Cette répression tente de s'imposer par différentes voies
: médiatiques, policières, syndicales, politiques et,
de plus en plus souvent, judiciaires. Tout
se passe comme si l'Etat, impuissant face aux pressions venant du monde
économique et incapable de satisfaire les revendications sociales,
concentrait son énergie à mettre la précarité
sous surveillance. C'est la gestion pénale de l'injustice sociale. C'est
ainsi qu'on voit un pouvoir qui se disait neuf adopter le projet d'une
police unique et expulser des tsiganes comme au Moyen âge. Petit
à petit s'installe l'Etat policier et proactif. Pourtant, contre
le " prozactif " (" dormez tranquilles, bonnes gens,
on veille sur vous ") et le " paranoïactif " ("

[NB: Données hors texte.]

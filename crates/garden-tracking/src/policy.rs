//! The one place tracking failures are turned into log lines.
//!
//! Tracking is non-critical: a failed heartbeat or page view degrades
//! observability, never the hosting flow. Components return
//! `Result<_, TrackingError>` internally and hand it to [`absorb`].

use std::fmt;

use tracing::{debug, warn};

use garden_common::TrackingError;

/// The tracking call a result came from.
#[derive(Debug, Clone, Copy, PartialEq, Eq)]
pub enum Operation {
    SessionStart,
    Heartbeat,
    SessionEnd,
    PageView,
    Presence,
    UnreadCount,
    UnreadSubscribe,
    RoleCheck,
    ProfileFetch,
}

impl Operation {
    pub fn name(self) -> &'static str {
        match self {
            Self::SessionStart => "session start",
            Self::Heartbeat => "heartbeat",
            Self::SessionEnd => "session end",
            Self::PageView => "page view",
            Self::Presence => "presence update",
            Self::UnreadCount => "unread count",
            Self::UnreadSubscribe => "unread subscription",
            Self::RoleCheck => "role check",
            Self::ProfileFetch => "profile fetch",
        }
    }

    /// Page views are high-volume and fail quietly.
    fn is_quiet(self) -> bool {
        matches!(self, Self::PageView)
    }
}

impl fmt::Display for Operation {
    fn fmt(&self, f: &mut fmt::Formatter<'_>) -> fmt::Result {
        f.write_str(self.name())
    }
}

/// How a failure should be surfaced.
#[derive(Debug, Clone, Copy, PartialEq, Eq)]
pub enum FailureClass {
    /// Transient network or remote error: log and move on.
    Silent,
    /// Rate limit or quota: show the user a transient notice.
    Notice,
    /// Authorization failure: fall back to the non-privileged default.
    Denied,
}

pub fn classify(err: &TrackingError) -> FailureClass {
    match err {
        TrackingError::RateLimited | TrackingError::QuotaExceeded => FailureClass::Notice,
        TrackingError::Unauthorized(_) => FailureClass::Denied,
        TrackingError::Network(_)
        | TrackingError::Remote { .. }
        | TrackingError::Decode(_)
        | TrackingError::Subscription(_)
        | TrackingError::Closed => FailureClass::Silent,
    }
}

/// Log a failed tracking call and swallow it.
pub fn absorb<T>(op: Operation, result: Result<T, TrackingError>) -> Option<T> {
    match result {
        Ok(value) => Some(value),
        Err(err) => {
            let class = classify(&err);
            if op.is_quiet() {
                debug!(operation = %op, ?class, error = %err, "Tracking call failed");
            } else {
                warn!(operation = %op, ?class, error = %err, "Tracking call failed");
            }
            None
        }
    }
}

#[cfg(test)]
mod tests {
    use super::*;

    #[test]
    fn ok_passes_through() {
        assert_eq!(absorb(Operation::Presence, Ok::<_, TrackingError>(7)), Some(7));
    }

    #[test]
    fn errors_become_none() {
        let err = TrackingError::Network("connection reset".into());
        assert_eq!(absorb::<()>(Operation::Heartbeat, Err(err.clone())), None);
        assert_eq!(absorb::<()>(Operation::PageView, Err(err)), None);
    }

    #[test]
    fn classification() {
        assert_eq!(classify(&TrackingError::RateLimited), FailureClass::Notice);
        assert_eq!(classify(&TrackingError::QuotaExceeded), FailureClass::Notice);
        assert_eq!(
            classify(&TrackingError::Unauthorized("no role".into())),
            FailureClass::Denied
        );
        assert_eq!(
            classify(&TrackingError::Remote {
                status: 500,
                message: String::new()
            }),
            FailureClass::Silent
        );
        assert_eq!(classify(&TrackingError::Closed), FailureClass::Silent);
    }

    #[test]
    fn operation_names() {
        assert_eq!(Operation::UnreadCount.to_string(), "unread count");
    }
}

tenez-vous tranquilles, bonnes gens, on vous surveille "), de plus
en plus de citoyens font le choix de la vigilance constante. Qui sont-ils
? Ce
sont, parmi bien d'autres, les treize délégués
syndicaux des Forges de Clabecq qui ont non seulement été
poursuivis et condamnés au pénal, mais aussi exclus officiellement
de leur syndicat. Ce sont aussi les grévistes des TEC wallons
qui ont été menacés d'astreintes, insultés
sur le plateau de l'émission Controverse de RTL, et finalement
punis par la suppression de leurs crédits d'heures - ce qui signifie
pas de congé avant un bout de temps. Mais ce sont également
les militants du Collectif sans ticket, qui interpellent depuis plusieurs
années les hommes politiques sur la problématique de l'inégalité
face au droit au transport, et qui ont tous été poursuivis
et condamnés à des peines d'amende par le tribunal de
police. Enfin, comment ne pas parler des 18 personnes du Collectif contre
les expulsions qui ont déjà comparu devant la 44ème
chambre du tribunal correctionnel de Bruxelles : leur procès
est reporté au 17 octobre. 9 autres prévenus comparaîtront
devant la 8ème chambre du tribunal correctionnel de Liège
le 14 mai. Pendant ce temps la politique d'expulsion et d'enfermement
du gouvernement arc-en-ciel frappe tant les adultes que les mineurs
et des milliers de clandestins. Selon
Isabelle Stengers, professeur de philosophie des sciences à l'Université
Libre de Bruxelles, l'avenir, au niveau mondial, dépendra essentiellement
" des capacités de lucidité, d'inventivité,
de coopération intelligente dans la population. Or c'est exactement
ce qu'on demande aux citoyens de ne pas cultiver ! On leur demande de
fermer les yeux, de se boucher les oreilles, et d'admettre que "malheureusement
tout cela est nécessaire, qu'expulser les sans-papier, accepter
les OGM, c'est inévitable, il n'y a rien à faire".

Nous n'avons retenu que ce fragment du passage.